Сессия французских палат уже открылась, и мы очень скоро будем иметь удовольствие узнать, какое влияние оказала агитация за реформу на двести двадцать пять «удовлетворенных» депутатов большинства. Мы узнаем, будут ли они также удовлетворены теми действиями Гизо, которые сделали Францию в швейцарском вопросе посмешищем для всей Европы. Впрочем, это разжиревшее, дающее и берущее взятки, спекулирующее, плутующее, паразитирующее и трусливое большинство как раз состоит из людей, способных проглотить даже это и заявить, сказав «аминь» по поводу злой шутки, которую Пальмерстон в отместку за испанские браки сыграл со своим достойным коллегой Гизо[203], что никогда еще Франция не была столь великой, столь славной, столь уважаемой, столь «удовлетворенной», как именно в настоящий момент.

И как раз в настоящий момент все парижские газеты, от «Debats» до «Reforme», обсуждают настолько откровенно, насколько позволяют обстоятельства, возможные последствия, которые повлекла бы за собой смерть Луи-Филиппа.
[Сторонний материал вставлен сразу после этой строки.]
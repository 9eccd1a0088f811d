//! Provider client configuration

use crate::core::config::ProviderSettings;

/// Configuration for a generation provider
#[derive(Debug, Clone)]
pub struct ProviderConfig {
    /// API base URL for HTTP providers
    pub base_url: String,

    /// API key for HTTP providers
    pub api_key: Option<String>,

    /// Executable for the command provider
    ///
    /// If not provided, defaults to "pi" (assumes it's on PATH).
    pub command: Option<String>,

    /// Arguments passed before the prompt is written to stdin
    pub args: Vec<String>,

    /// Timeout for requests in seconds
    pub timeout_secs: u64,
}

impl Default for ProviderConfig {
    fn default() -> Self {
        Self {
            base_url: "https://generativelanguage.googleapis.com".to_string(),
            api_key: None,
            command: None,
            args: Vec::new(),
            timeout_secs: 300,
        }
    }
}

impl ProviderConfig {
    pub fn new() -> Self {
        Self::default()
    }

    /// Build from settings, reading the API key from the configured env var
    /// unless one is given explicitly
    pub fn from_settings(settings: &ProviderSettings, api_key: Option<String>) -> Self {
        let api_key = api_key
            .filter(|k| !k.trim().is_empty())
            .or_else(|| std::env::var(&settings.api_key_env).ok())
            .filter(|k| !k.trim().is_empty());

        Self {
            base_url: settings.base_url.clone(),
            api_key,
            command: settings.command.clone(),
            args: settings.args.clone(),
            timeout_secs: settings.timeout_secs,
        }
    }

    pub fn with_base_url(mut self, base_url: impl Into<String>) -> Self {
        self.base_url = base_url.into();
        self
    }

    pub fn with_api_key(mut self, api_key: impl Into<String>) -> Self {
        self.api_key = Some(api_key.into());
        self
    }

    pub fn with_command(mut self, command: impl Into<String>) -> Self {
        self.command = Some(command.into());
        self
    }

    pub fn with_args(mut self, args: Vec<String>) -> Self {
        self.args = args;
        self
    }

    pub fn with_timeout(mut self, timeout_secs: u64) -> Self {
        self.timeout_secs = timeout_secs;
        self
    }
}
Газета «Debats», опасаясь раскола среди большинства, каждый день предупреждает его о том, что это неизбежное событие, когда бы оно ни произошло, послужит сигналом для генерального боевого сбора всех политических партий; что «республиканизм», «коммунизм», «анархизм», «терроризм» и пр. вырвутся из своих подземных пещер, чтобы сеять разорение, ужас и разрушение; что Франция погибнет — погибнет свобода, безопасность, собственность, если только друзья порядка (разумеется, г-н Гизо и К°) не обуздают эти течения сильной рукой; что этот опасный момент может наступить в любой день и что, если не помочь г-ну Гизо сохранить его пост, — все пропало. Другие газеты — «Presse», «Constitutionnel», «Siecle» — утверждают, напротив, что произойдет как раз обратное, что все ужасы кровавой революции обрушатся на страну, если к моменту смерти короля этот гнусный развратитель Гизо не будет заменен соответствующим политическим героем каждой из трех газет — г-ном де Жирарденом, г-ном Тьером или г-ном О. Барро. Радикальные газеты, как мы сейчас увидим, обсуждают этот вопрос с иной точки зрения.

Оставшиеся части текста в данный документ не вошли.